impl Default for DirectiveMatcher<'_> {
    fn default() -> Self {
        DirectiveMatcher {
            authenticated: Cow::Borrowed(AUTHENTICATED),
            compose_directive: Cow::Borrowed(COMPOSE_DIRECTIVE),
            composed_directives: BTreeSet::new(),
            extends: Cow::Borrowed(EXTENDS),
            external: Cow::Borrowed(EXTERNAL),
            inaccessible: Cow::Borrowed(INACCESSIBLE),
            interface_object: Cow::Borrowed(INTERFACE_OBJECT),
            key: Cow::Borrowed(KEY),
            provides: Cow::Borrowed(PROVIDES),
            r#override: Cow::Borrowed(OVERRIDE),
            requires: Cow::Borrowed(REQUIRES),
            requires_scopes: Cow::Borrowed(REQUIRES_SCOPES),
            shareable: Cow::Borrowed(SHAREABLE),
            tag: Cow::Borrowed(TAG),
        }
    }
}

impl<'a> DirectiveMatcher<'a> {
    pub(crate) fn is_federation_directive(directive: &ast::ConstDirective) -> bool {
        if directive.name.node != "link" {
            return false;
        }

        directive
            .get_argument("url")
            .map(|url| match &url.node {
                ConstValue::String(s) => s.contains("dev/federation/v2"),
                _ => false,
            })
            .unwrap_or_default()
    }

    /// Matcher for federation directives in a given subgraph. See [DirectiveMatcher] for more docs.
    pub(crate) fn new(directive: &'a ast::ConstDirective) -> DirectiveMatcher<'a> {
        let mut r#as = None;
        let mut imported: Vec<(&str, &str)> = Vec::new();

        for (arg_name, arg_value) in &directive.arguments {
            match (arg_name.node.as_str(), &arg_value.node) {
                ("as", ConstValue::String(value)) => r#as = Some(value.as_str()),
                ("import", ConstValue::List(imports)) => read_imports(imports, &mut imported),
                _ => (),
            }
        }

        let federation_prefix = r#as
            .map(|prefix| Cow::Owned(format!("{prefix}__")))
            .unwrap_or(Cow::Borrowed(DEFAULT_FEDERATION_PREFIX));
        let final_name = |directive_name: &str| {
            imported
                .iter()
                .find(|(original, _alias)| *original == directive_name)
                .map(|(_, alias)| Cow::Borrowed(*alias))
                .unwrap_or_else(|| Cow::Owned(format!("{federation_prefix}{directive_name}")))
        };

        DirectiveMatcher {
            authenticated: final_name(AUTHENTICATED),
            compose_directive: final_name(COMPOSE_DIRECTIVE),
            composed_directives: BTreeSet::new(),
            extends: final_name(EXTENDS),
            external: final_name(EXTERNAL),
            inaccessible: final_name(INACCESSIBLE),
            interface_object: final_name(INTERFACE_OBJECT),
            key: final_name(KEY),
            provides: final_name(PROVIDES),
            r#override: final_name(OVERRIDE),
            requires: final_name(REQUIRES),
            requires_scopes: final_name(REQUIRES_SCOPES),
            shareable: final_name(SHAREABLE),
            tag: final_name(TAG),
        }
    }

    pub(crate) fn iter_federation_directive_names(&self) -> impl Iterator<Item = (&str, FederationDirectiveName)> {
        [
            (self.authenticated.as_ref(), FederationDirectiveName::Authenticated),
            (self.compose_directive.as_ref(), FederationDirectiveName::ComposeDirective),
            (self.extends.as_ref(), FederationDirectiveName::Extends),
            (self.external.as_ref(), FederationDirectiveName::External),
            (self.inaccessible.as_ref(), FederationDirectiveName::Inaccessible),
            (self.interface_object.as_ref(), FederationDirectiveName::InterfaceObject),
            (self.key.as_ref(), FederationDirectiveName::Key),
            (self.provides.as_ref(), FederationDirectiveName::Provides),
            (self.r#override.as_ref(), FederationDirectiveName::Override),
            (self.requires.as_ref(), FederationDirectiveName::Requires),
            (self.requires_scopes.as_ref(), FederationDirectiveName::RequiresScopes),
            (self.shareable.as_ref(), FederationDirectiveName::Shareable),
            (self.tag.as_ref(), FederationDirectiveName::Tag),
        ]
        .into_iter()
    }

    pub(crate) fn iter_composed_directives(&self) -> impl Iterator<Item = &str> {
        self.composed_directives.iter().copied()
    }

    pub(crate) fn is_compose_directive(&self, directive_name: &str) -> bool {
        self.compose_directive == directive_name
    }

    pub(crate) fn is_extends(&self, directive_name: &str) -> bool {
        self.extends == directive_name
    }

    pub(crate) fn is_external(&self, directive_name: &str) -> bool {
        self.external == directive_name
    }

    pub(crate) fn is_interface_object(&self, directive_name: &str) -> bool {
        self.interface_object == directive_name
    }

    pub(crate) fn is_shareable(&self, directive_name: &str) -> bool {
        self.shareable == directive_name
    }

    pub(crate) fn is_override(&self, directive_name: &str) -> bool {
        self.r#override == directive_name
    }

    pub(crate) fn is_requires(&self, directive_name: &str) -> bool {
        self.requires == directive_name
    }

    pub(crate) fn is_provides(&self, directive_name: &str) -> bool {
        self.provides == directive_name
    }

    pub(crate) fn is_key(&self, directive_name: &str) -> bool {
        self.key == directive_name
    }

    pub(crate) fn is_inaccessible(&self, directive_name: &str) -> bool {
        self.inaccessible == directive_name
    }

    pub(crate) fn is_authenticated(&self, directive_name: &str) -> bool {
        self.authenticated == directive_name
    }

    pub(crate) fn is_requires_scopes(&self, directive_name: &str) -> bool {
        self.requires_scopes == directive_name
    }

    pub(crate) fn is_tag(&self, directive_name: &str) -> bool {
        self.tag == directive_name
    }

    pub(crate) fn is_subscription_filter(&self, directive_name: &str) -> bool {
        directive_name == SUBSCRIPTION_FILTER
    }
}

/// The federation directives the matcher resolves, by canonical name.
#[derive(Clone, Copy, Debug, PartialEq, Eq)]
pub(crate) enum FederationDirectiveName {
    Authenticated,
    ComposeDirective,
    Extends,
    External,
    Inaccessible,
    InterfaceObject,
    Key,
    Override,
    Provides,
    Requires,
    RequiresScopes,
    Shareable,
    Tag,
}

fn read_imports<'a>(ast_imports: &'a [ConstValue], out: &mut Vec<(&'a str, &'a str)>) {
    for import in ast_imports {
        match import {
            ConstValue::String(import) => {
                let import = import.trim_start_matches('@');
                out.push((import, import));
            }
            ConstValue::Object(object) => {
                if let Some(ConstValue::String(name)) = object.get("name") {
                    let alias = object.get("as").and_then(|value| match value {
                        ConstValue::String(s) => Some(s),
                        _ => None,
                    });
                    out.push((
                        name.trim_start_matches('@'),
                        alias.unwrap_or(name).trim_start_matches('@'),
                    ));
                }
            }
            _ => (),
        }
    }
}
==
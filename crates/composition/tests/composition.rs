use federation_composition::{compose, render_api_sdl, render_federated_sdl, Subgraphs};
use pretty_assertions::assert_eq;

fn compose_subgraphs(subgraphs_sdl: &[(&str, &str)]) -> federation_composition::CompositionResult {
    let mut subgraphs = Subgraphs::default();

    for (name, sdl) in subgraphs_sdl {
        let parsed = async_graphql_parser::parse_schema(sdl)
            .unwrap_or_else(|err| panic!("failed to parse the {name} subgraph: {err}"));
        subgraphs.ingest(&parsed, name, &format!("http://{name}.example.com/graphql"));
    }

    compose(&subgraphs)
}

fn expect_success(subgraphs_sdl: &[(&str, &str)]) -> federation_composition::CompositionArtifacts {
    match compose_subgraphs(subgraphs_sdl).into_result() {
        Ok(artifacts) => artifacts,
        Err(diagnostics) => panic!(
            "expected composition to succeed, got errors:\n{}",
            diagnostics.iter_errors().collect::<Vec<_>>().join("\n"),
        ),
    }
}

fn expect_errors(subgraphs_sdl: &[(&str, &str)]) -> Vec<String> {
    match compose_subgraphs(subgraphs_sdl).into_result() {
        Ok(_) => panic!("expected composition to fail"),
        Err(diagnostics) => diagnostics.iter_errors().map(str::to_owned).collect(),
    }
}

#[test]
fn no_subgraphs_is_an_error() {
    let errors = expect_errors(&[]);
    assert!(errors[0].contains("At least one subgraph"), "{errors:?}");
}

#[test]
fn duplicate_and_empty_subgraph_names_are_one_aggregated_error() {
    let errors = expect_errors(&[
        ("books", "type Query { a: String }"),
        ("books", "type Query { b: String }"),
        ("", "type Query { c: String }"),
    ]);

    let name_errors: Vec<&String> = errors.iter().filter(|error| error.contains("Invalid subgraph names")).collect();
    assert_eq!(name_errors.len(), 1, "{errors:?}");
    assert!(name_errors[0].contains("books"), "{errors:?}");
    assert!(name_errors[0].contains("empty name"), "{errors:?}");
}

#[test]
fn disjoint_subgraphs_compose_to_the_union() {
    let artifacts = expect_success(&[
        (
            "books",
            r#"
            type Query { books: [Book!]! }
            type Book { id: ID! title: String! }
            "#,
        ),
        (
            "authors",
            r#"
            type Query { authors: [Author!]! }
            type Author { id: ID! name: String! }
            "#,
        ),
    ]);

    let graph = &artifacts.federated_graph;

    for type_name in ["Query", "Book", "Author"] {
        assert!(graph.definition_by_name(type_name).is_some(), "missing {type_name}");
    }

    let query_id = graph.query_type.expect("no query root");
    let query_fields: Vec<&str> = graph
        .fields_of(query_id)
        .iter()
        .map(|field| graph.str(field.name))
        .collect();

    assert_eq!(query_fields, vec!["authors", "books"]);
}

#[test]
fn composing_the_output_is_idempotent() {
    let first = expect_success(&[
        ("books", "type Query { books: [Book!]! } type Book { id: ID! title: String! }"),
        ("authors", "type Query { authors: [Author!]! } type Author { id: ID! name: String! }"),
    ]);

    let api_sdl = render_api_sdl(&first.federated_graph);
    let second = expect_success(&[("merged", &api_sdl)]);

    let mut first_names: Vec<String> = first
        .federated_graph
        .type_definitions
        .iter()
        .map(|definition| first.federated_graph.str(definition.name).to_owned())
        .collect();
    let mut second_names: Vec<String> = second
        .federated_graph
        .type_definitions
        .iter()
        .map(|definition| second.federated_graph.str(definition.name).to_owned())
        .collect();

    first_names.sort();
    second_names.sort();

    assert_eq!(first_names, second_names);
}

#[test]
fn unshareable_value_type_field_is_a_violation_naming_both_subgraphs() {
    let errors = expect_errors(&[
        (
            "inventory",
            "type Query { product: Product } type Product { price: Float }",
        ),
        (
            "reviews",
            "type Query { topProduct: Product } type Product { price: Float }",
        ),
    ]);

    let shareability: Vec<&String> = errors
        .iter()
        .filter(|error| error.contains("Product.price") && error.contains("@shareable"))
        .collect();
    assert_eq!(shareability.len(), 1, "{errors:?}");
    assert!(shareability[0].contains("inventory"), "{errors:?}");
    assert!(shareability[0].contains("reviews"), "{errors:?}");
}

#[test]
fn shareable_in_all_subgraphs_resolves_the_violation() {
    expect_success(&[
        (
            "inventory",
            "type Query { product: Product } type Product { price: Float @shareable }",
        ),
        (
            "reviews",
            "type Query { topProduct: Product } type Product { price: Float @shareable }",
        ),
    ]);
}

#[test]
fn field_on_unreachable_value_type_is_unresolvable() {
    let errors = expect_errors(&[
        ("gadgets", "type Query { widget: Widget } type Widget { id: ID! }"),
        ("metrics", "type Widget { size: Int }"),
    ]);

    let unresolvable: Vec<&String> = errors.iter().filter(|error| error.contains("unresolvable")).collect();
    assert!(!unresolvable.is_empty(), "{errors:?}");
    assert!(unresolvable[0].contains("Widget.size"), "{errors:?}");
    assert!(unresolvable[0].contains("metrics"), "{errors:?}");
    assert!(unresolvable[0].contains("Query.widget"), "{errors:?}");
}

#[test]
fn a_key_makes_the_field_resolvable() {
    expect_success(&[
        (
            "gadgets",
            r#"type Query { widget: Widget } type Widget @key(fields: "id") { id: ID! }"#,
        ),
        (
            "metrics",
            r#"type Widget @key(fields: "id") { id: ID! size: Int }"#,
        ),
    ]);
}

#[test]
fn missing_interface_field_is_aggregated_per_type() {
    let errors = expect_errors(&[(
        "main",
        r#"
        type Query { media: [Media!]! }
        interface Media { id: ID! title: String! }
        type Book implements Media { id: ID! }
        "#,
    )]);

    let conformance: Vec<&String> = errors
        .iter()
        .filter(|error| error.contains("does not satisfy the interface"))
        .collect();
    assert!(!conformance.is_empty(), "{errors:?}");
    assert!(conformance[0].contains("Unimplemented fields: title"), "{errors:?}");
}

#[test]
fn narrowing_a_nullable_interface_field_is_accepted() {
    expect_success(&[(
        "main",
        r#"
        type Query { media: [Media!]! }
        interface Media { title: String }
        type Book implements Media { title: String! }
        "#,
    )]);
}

> _THE PROBLEM_:
For every line in the listing above that contains "books", copy that line.

> _RESULT OF THE EXERCISE_:
        ("books", "type Query { a: String }"),
        ("books", "type Query { b: String }"),
    assert!(name_errors[0].contains("books"), "{errors:?}");
            "books",
            type Query { books: [Book!]! }
    assert_eq!(query_fields, vec!["authors", "books"]);
        ("books", "type Query { books: [Book!]! } type Book { id: ID! title: String! }"),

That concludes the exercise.